The Chariot of the Pit
Oro came and of necessity alone. Yet there was that in his air as he advanced into the temple, which suggested a monarch surrounded by the pomp and panoply of a great court. He marched, his head held high, as though heralds and pursuivants went in front of him, as though nobles surrounded him and guards or regiments followed after him. Let it be admitted that he was a great figure in his gorgeous robes, with his long white beard, his hawk-like features, his tall shape and his glittering eyes, which even at that distance I could see. Indeed once or twice I thought that he glanced out of the corners of them towards the chapel where we were hid. But this I think was fancy. For as Yva said, his thoughts were set elsewhere.
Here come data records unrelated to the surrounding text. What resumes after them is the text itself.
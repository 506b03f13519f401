use std::collections::BTreeMap;
use std::fmt::Display;
use std::fs::File;
use std::io::BufReader;
use std::path::Path;
use serde::{Deserialize, Serialize};
use crate::embedding::{TrainingObjective, TrainingParams};
use crate::error::{EmbeddingError, Result};
use crate::loader::CorpusLoader;
use crate::normalizer::{self, Normalizer};


fn default_file_glob_pattern() -> String { "*.txt".to_string() }
fn default_special_characters() -> String { normalizer::DEFAULT_SPECIAL_CHARACTERS.to_string() }
fn default_neighbors() -> usize { 10 }
fn default_min_token_frequency() -> usize { 5 }
fn default_embedding_dimension() -> usize { 100 }
fn default_training_objective() -> TrainingObjective { TrainingObjective::SkipGram }
fn default_context_window_size() -> usize { 5 }
fn default_training_epochs() -> usize { 5 }
fn default_learning_rate() -> f32 { 0.05 }
fn default_x_max() -> f32 { 100.0 }
fn default_alpha() -> f32 { 0.75 }
fn default_batch_size() -> usize { 64 }
fn default_num_threads() -> usize { 4 }


#[derive(Clone, Debug, PartialEq, Serialize, Deserialize)]
pub struct TrainingConfig {
    #[serde(default = "default_min_token_frequency")]
    pub min_token_frequency: usize,
    #[serde(default)]
    pub max_vocab_size: Option<usize>,
    #[serde(default = "default_embedding_dimension")]
    pub embedding_dimension: usize,
    #[serde(default = "default_training_objective")]
    pub training_objective: TrainingObjective,
    #[serde(default = "default_context_window_size")]
    pub context_window_size: usize,
    #[serde(default = "default_training_epochs")]
    pub training_epochs: usize,
    #[serde(default = "default_learning_rate")]
    pub learning_rate: f32,
    #[serde(default = "default_x_max")]
    pub x_max: f32,
    #[serde(default = "default_alpha")]
    pub alpha: f32,
    #[serde(default = "default_batch_size")]
    pub batch_size: usize,
    #[serde(default = "default_num_threads")]
    pub num_threads: usize,
    #[serde(default)]
    pub seed: Option<u64>,
}

impl Display for TrainingConfig {
    fn fmt(&self, f: &mut std::fmt::Formatter<'_>) -> std::fmt::Result {
        write!(f, "training hyper parameters:
        min_token_frequency: {},
        max_vocab_size: {:?},
        embedding_dimension: {},
        training_objective: {},
        context_window_size: {},
        training_epochs: {},
        learning_rate: {},
        x_max: {},
        alpha: {},
        batch_size: {},
        num_threads: {},
        seed: {:?}",
        self.min_token_frequency, self.max_vocab_size, self.embedding_dimension, self.training_objective,
        self.context_window_size, self.training_epochs, self.learning_rate, self.x_max, self.alpha,
        self.batch_size, self.num_threads, self.seed
        )
    }
}


/// Everything a pipeline run needs, read from one JSON file.
///
/// Only `data_directory` is required. Training keys sit at the top level of the
/// file next to the corpus keys.
#[derive(Clone, Debug, PartialEq, Serialize, Deserialize)]
pub struct PipelineConfig {
    pub data_directory: String,
    #[serde(default = "default_file_glob_pattern")]
    pub file_glob_pattern: String,
    #[serde(default)]
    pub header_skip_offset: usize,
    #[serde(default = "normalizer::default_abbreviations")]
    pub abbreviations: BTreeMap<String, String>,
    #[serde(default = "default_special_characters")]
    pub special_characters: String,
    #[serde(default)]
    pub output_dir: Option<String>,
    #[serde(default)]
    pub saved_counts: bool,
    #[serde(default)]
    pub probe_tokens: Vec<String>,
    #[serde(default)]
    pub analogies: Vec<[String; 3]>,
    #[serde(default = "default_neighbors")]
    pub neighbors: usize,
    #[serde(flatten)]
    pub training: TrainingConfig,
}

impl Display for PipelineConfig {
    fn fmt(&self, f: &mut std::fmt::Formatter<'_>) -> std::fmt::Result {
        write!(f, "using parameters:
        data_directory: {}
        file_glob_pattern: {}
        header_skip_offset: {}
        abbreviations: {}
        special_characters: {}
        output_dir: {:?}
        saved_counts: {}
        {}",
        self.data_directory, self.file_glob_pattern, self.header_skip_offset, self.abbreviations.len(),
        self.special_characters, self.output_dir, self.saved_counts, self.training)
    }
}

impl PipelineConfig {

    pub fn from_json(json: &str) -> Result<PipelineConfig> {
        let params: PipelineConfig = serde_json::from_str(json)?;
        params.validate()?;
        Ok(params)
    }

    pub fn from_file(path: impl AsRef<Path>) -> Result<PipelineConfig> {
        let f = BufReader::new(File::open(path)?);
        let params: PipelineConfig = serde_json::from_reader(f)?;
        params.validate()?;
        Ok(params)
    }

    pub fn validate(&self) -> Result<()> {

        let t = &self.training;
        let positive = [
            ("embedding_dimension", t.embedding_dimension),
            ("context_window_size", t.context_window_size),
            ("training_epochs", t.training_epochs),
            ("batch_size", t.batch_size),
            ("num_threads", t.num_threads),
        ];
        for (name, value) in positive {
            if value == 0 {
                return Err(EmbeddingError::Config(format!("{} must be positive", name)));
            }
        }
        if !(t.learning_rate > 0.0 && t.x_max > 0.0) {
            return Err(EmbeddingError::Config("learning_rate and x_max must be positive".to_string()));
        }
        if self.saved_counts && self.output_dir.is_none() {
            return Err(EmbeddingError::Config("saved_counts needs an output_dir to read counts from".to_string()));
        }
        Ok(())
    }

    pub fn loader(&self) -> Result<CorpusLoader> {
        CorpusLoader::new(&self.data_directory, &self.file_glob_pattern)
    }

    pub fn normalizer(&self) -> Result<Normalizer> {
        Normalizer::new(self.header_skip_offset, self.abbreviations.clone(), &self.special_characters)
    }

    pub fn training_params(&self) -> TrainingParams {
        TrainingParams {
            embedding_dimension: self.training.embedding_dimension,
            objective: self.training.training_objective,
            context_window: self.training.context_window_size,
            epochs: self.training.training_epochs,
        }
    }
}


pub mod files_handling {

    use ndarray::Array2;
    use ndarray_npy::{read_npy, write_npy};
    use std::fs::{self, File};
    use std::io::{BufReader, BufWriter, Read, Write};
    use flate2::{Compression, read::GzDecoder, write::GzEncoder};
    use crate::error::{EmbeddingError, Result};
    use crate::vocabulary::Vocabulary;

    pub fn read_input<R: ReadFile>(file_path: &str) -> Result<R> {
        R::read_file(file_path)
    }

    pub fn save_output<S: SaveFile + ?Sized>(output_dir: &str, file_name: &str, item: &S) -> Result<()> {
        fs::create_dir_all(output_dir)?;
        item.save_file(output_dir, file_name)
    }

    pub trait ReadFile: Sized {
        fn read_file(file_path: &str) -> Result<Self>;
    }

    pub trait SaveFile {
        fn save_file(&self, output_dir: &str, file_name: &str) -> Result<()>;
    }

    impl ReadFile for Array2<f32> {
        fn read_file(file_path: &str) -> Result<Self> {
            let in_file = file_path.to_string() + ".npy";
            Ok(read_npy(in_file)?)
        }
    }

    impl SaveFile for Array2<f32> {
        fn save_file(&self, output_dir: &str, file_name: &str) -> Result<()> {
            let out = output_dir.to_string() + "/" + file_name + ".npy";
            write_npy(out, self)?;
            Ok(())
        }
    }

    impl ReadFile for Vocabulary {
        fn read_file(file_path: &str) -> Result<Self> {
            let in_file = file_path.to_string() + ".json";
            let f = BufReader::new(File::open(in_file)?);
            Ok(serde_json::from_reader(f)?)
        }
    }

    impl SaveFile for Vocabulary {
        fn save_file(&self, output_dir: &str, file_name: &str) -> Result<()> {
            let out = output_dir.to_string() + "/" + file_name + ".json";
            let mut f = BufWriter::new(File::create(out)?);
            serde_json::to_writer(&mut f, self)?;
            f.flush()?;
            Ok(())
        }
    }

    // compressed blobs stored as `<file_name><i>.gz`, listed in index order
    fn indexed_blobs(main_dir: &str, prefix: &str) -> Result<Vec<(usize, std::path::PathBuf)>> {
        let mut indexed: Vec<(usize, std::path::PathBuf)> = fs::read_dir(main_dir)?
        .filter_map(|entry| entry.ok())
        .map(|entry| entry.path())
        .filter_map(|path| {
            let name = path.file_name()?.to_str()?;
            let index = name.strip_prefix(prefix)?.strip_suffix(".gz")?.parse::<usize>().ok()?;
            Some((index, path))
        })
        .collect();
        indexed.sort_by_key(|(i, _)| *i);
        Ok(indexed)
    }

    impl ReadFile for Vec<Vec<u8>> {
        fn read_file(file_path: &str) -> Result<Self> {

            let (main_dir, prefix) = file_path.rsplit_once('/').unwrap_or((".", file_path));
            let indexed = indexed_blobs(main_dir, prefix)?;

            if indexed.is_empty() {
                return Err(EmbeddingError::Config(format!("no '{}*.gz' files in '{}'", prefix, main_dir)));
            }

            let mut items: Vec<Vec<u8>> = Vec::new();
            for (_, path) in indexed {
                let f = BufReader::new(File::open(path)?);
                let mut reader = GzDecoder::new(f);
                let mut buf: Vec<u8> = Vec::new();
                reader.read_to_end(&mut buf)?;
                items.push(buf);
            }
            Ok(items)
        }
    }

    impl SaveFile for [Vec<u8>] {
        fn save_file(&self, output_dir: &str, file_name: &str) -> Result<()> {
            // blobs of an earlier save would otherwise be read back with these
            for (_, stale) in indexed_blobs(output_dir, file_name)? {
                fs::remove_file(stale)?;
            }
            for (i, buf) in self.iter().enumerate() {
                let out = output_dir.to_string() + "/" + file_name + &format!("{}.gz", i);
                let f = BufWriter::new(File::create(out)?);
                let mut writer = GzEncoder::new(f, Compression::default());
                writer.write_all(buf)?;
                writer.finish()?.flush()?;
            }
            Ok(())
        }
    }
}


#[cfg(test)]
mod tests {

    use super::PipelineConfig;
    use crate::embedding::TrainingObjective;
    use crate::config::files_handling;
    use crate::vocabulary::Vocabulary;

    #[test]
    fn defaults_fill_missing_keys() {

        let params = PipelineConfig::from_json(r#"{"data_directory": "books"}"#).unwrap();
        assert_eq!(params.file_glob_pattern, "*.txt");
        assert_eq!(params.header_skip_offset, 0);
        assert_eq!(params.abbreviations.get("Mrs.").map(|s| s.as_str()), Some("Mrs"));
        assert_eq!(params.training.min_token_frequency, 5);
        assert_eq!(params.training.training_objective, TrainingObjective::SkipGram);
        assert_eq!(params.training_params().context_window, 5);
        assert!(params.output_dir.is_none());
    }

    #[test]
    fn training_keys_are_read_from_top_level() {

        let json = r#"{
            "data_directory": "books",
            "header_skip_offset": 120,
            "embedding_dimension": 32,
            "training_objective": "continuous_bag_of_words",
            "context_window_size": 3,
            "training_epochs": 7,
            "analogies": [["man", "king", "woman"]]
        }"#;
        let params = PipelineConfig::from_json(json).unwrap();
        let training = params.training_params();

        assert_eq!(params.header_skip_offset, 120);
        assert_eq!(training.embedding_dimension, 32);
        assert_eq!(training.objective, TrainingObjective::ContinuousBagOfWords);
        assert_eq!(training.epochs, 7);
        assert_eq!(params.analogies[0][1], "king");
    }

    #[test]
    fn invalid_values_are_rejected() {
        assert!(PipelineConfig::from_json(r#"{}"#).is_err());
        assert!(PipelineConfig::from_json(r#"{"data_directory": "d", "embedding_dimension": 0}"#).is_err());
        assert!(PipelineConfig::from_json(r#"{"data_directory": "d", "saved_counts": true}"#).is_err());
        assert!(PipelineConfig::from_json(r#"{"data_directory": "d", "training_objective": "glove"}"#).is_err());
    }

    #[test]
    fn compressed_blobs_round_trip_in_order() {

        let dir = tempfile::tempdir().unwrap();
        let out = dir.path().to_str().unwrap();
        let blobs: Vec<Vec<u8>> = (0..12u8).map(|i| vec![i; 3 + i as usize]).collect();

        files_handling::save_output(out, "cooc", blobs.as_slice()).unwrap();
        let back = files_handling::read_input::<Vec<Vec<u8>>>(&format!("{}/cooc", out)).unwrap();
        assert_eq!(back, blobs);
    }

    #[test]
    fn vocabulary_file_is_complete_when_save_returns() {

        let dir = tempfile::tempdir().unwrap();
        let out = dir.path().to_str().unwrap();
        let vocab = Vocabulary::from_entries(vec![("y".to_string(), 2), ("x".to_string(), 1)]);

        files_handling::save_output(out, "vocabulary", &vocab).unwrap();
        let written = std::fs::read_to_string(dir.path().join("vocabulary.json")).unwrap();
        assert_eq!(written, r#"[["y",2],["x",1]]"#);
        assert_eq!(files_handling::read_input::<Vocabulary>(&format!("{}/vocabulary", out)).unwrap(), vocab);
    }

    #[test]
    fn saving_fewer_blobs_removes_the_older_ones() {

        let dir = tempfile::tempdir().unwrap();
        let out = dir.path().to_str().unwrap();

        let four: Vec<Vec<u8>> = (0..4u8).map(|i| vec![i; 2]).collect();
        files_handling::save_output(out, "cooc", four.as_slice()).unwrap();
        let two: Vec<Vec<u8>> = vec![vec![7; 3], vec![8; 3]];
        files_handling::save_output(out, "cooc", two.as_slice()).unwrap();

        assert!(!dir.path().join("cooc2.gz").exists());
        assert!(!dir.path().join("cooc3.gz").exists());
        assert_eq!(files_handling::read_input::<Vec<Vec<u8>>>(&format!("{}/cooc", out)).unwrap(), two);
    }
}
He reached the statue of Fate and stood for a while contemplating it and the suppliant figures on either side, as though he were waiting for his invisible court to arrange itself. Then he doffed his jewelled cap to the effigy, and knelt before it. Yes, Oro the Ancient, the Super-man, the God, as the early peoples of the earth fancied such a being, namely, one full of wrath, revenge, jealousy, caprice and power, knelt in supplication to this image of stone which he believed to be the home of a spirit, thereby showing himself to be after all not so far removed from the savages whose idol Bastin had destroyed. More, in a clear and resonant voice which reached us even across that great space, he put up his prayer. It ran something as follows, for although I did not understand the language in which he spoke Yva translated it to me in a whisper:
“God of the Sons of Wisdom, God of the whole earth, only God to whom must bow every other Power and Dominion, to thee I, Oro the Great King, make prayer and offer sacrifice. Twenty times ten thousand years and more have gone by since I, Oro, visited this, thy temple and knelt before this, thy living effigy, yet thou, ruler of the world, dost remember the prayer I made and the sacrifice I offered. The prayer was for triumph over my enemies and the sacrifice a promise of the lives of half of those who in that day dwelt upon the earth. Thou heardest the prayer, thou didst bow thy head and accept the sacrifice. Yea, the prayer was granted and the sacrifice was made, and in it were counted the number of my foes.